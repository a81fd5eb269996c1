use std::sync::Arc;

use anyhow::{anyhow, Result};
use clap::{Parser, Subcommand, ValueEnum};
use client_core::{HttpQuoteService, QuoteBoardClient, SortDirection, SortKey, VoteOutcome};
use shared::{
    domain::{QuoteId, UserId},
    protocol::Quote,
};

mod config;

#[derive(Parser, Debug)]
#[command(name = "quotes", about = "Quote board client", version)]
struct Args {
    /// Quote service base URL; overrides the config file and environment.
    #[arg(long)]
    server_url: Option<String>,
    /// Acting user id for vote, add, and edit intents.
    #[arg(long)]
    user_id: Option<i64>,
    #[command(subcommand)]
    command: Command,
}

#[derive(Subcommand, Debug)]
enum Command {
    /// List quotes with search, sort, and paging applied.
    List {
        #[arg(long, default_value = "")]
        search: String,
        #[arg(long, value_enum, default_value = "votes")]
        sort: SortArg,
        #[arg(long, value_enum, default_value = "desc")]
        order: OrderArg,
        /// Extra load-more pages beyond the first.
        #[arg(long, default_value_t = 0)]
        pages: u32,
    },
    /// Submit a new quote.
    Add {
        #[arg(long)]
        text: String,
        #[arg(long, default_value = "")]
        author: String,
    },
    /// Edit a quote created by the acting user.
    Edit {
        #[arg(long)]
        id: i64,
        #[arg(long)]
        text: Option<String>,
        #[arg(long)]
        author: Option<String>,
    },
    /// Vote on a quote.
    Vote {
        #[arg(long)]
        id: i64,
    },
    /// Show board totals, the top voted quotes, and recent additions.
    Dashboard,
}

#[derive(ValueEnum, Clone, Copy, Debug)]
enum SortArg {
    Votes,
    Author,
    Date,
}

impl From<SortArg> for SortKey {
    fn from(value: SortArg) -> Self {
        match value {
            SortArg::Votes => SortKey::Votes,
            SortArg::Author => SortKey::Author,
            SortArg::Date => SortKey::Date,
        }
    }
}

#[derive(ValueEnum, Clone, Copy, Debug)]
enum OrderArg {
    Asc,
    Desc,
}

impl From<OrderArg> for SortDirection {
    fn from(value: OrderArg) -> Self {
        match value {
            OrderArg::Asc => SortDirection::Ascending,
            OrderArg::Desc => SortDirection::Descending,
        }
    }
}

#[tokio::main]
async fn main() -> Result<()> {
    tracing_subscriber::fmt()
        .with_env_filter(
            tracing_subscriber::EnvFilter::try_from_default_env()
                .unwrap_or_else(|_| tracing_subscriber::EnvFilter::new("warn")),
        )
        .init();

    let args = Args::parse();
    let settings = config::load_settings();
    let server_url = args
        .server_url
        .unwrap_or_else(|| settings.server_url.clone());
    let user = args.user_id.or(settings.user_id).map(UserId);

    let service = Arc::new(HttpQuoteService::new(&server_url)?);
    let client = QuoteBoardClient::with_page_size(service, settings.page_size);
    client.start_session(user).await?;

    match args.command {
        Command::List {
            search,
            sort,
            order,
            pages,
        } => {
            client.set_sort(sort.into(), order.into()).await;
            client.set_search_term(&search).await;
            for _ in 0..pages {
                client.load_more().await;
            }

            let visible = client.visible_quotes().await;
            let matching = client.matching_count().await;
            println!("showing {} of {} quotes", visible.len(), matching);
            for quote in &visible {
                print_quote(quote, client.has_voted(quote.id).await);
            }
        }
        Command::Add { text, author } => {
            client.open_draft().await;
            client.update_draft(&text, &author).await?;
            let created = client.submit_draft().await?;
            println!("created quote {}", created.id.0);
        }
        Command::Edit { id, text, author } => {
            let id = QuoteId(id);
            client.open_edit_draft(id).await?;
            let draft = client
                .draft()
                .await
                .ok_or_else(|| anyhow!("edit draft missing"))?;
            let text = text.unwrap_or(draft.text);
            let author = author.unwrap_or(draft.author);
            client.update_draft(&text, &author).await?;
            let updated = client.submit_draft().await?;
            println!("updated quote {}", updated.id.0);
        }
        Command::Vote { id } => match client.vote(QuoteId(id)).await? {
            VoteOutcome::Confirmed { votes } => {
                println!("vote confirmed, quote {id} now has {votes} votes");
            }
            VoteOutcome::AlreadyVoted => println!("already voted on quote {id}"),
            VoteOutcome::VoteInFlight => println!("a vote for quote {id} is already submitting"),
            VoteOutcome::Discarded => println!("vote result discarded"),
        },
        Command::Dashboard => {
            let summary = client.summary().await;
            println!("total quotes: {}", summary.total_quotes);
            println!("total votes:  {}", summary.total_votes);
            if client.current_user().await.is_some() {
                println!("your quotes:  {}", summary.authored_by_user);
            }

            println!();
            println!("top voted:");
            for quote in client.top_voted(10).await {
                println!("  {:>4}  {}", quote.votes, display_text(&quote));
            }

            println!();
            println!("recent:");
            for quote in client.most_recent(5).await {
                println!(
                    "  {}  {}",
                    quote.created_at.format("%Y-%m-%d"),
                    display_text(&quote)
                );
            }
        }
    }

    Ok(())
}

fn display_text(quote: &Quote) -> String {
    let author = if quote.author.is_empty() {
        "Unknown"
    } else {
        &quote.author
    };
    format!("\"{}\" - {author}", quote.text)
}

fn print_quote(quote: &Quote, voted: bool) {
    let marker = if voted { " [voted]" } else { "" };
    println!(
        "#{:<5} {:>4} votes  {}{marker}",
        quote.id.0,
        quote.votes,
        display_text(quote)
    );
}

...

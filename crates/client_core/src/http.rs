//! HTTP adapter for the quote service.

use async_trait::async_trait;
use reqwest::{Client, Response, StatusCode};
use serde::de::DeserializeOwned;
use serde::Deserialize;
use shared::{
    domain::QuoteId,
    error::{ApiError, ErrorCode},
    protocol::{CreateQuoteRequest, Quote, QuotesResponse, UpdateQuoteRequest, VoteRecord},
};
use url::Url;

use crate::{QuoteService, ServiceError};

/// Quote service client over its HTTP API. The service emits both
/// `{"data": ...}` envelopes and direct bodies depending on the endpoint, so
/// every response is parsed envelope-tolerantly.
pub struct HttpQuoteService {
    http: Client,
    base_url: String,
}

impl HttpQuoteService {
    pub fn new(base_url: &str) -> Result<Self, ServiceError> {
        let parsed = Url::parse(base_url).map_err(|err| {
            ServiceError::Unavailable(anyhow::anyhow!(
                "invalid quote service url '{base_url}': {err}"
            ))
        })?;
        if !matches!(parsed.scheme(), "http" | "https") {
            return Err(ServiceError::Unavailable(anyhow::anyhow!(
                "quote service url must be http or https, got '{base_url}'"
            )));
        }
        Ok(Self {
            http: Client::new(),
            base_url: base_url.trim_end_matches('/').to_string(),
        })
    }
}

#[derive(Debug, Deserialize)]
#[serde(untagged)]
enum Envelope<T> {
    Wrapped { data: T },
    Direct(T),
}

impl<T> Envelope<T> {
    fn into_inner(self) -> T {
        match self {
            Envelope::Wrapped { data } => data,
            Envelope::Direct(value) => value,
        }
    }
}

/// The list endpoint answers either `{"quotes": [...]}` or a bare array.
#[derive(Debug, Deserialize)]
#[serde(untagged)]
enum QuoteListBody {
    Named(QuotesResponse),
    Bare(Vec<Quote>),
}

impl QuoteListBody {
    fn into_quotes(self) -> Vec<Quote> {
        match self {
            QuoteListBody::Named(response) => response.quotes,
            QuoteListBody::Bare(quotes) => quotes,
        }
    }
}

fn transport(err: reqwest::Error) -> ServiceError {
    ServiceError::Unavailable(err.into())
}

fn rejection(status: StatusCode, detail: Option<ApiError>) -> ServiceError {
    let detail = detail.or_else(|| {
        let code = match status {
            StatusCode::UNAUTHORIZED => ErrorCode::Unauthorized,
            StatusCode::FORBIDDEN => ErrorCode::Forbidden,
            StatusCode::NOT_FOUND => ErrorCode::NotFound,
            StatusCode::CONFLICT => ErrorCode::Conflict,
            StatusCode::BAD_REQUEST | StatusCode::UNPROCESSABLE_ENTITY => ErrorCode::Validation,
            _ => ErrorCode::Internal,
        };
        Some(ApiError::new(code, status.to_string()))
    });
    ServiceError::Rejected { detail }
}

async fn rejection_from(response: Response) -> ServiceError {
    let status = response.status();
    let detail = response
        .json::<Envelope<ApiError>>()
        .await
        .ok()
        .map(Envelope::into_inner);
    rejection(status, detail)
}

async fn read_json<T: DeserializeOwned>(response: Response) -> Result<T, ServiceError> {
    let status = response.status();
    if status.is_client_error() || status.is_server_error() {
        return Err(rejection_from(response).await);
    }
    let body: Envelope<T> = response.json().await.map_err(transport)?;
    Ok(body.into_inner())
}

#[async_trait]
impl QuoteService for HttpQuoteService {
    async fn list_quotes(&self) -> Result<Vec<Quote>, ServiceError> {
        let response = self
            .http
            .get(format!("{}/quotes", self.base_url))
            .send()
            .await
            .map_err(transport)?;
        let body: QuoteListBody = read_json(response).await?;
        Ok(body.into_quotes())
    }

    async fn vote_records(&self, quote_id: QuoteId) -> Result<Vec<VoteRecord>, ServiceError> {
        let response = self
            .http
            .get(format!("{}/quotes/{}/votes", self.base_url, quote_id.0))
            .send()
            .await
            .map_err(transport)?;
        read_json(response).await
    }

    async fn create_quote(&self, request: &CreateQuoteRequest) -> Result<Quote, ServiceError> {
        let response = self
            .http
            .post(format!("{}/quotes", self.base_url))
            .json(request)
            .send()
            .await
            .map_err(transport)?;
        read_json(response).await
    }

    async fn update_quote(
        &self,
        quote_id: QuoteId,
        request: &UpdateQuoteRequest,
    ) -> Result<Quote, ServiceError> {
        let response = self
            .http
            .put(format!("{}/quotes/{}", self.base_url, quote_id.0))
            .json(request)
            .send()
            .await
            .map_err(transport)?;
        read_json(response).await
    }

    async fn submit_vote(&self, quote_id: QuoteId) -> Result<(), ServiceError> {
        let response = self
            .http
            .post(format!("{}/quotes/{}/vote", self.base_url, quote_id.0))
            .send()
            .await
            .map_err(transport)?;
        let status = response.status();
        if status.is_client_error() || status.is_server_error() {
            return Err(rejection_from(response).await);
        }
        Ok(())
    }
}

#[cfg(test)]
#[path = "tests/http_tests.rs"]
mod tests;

• _Problem details_
How many lines in the entries above hold the string "visible"? Answer with the number and nothing more.

• _Task output_
3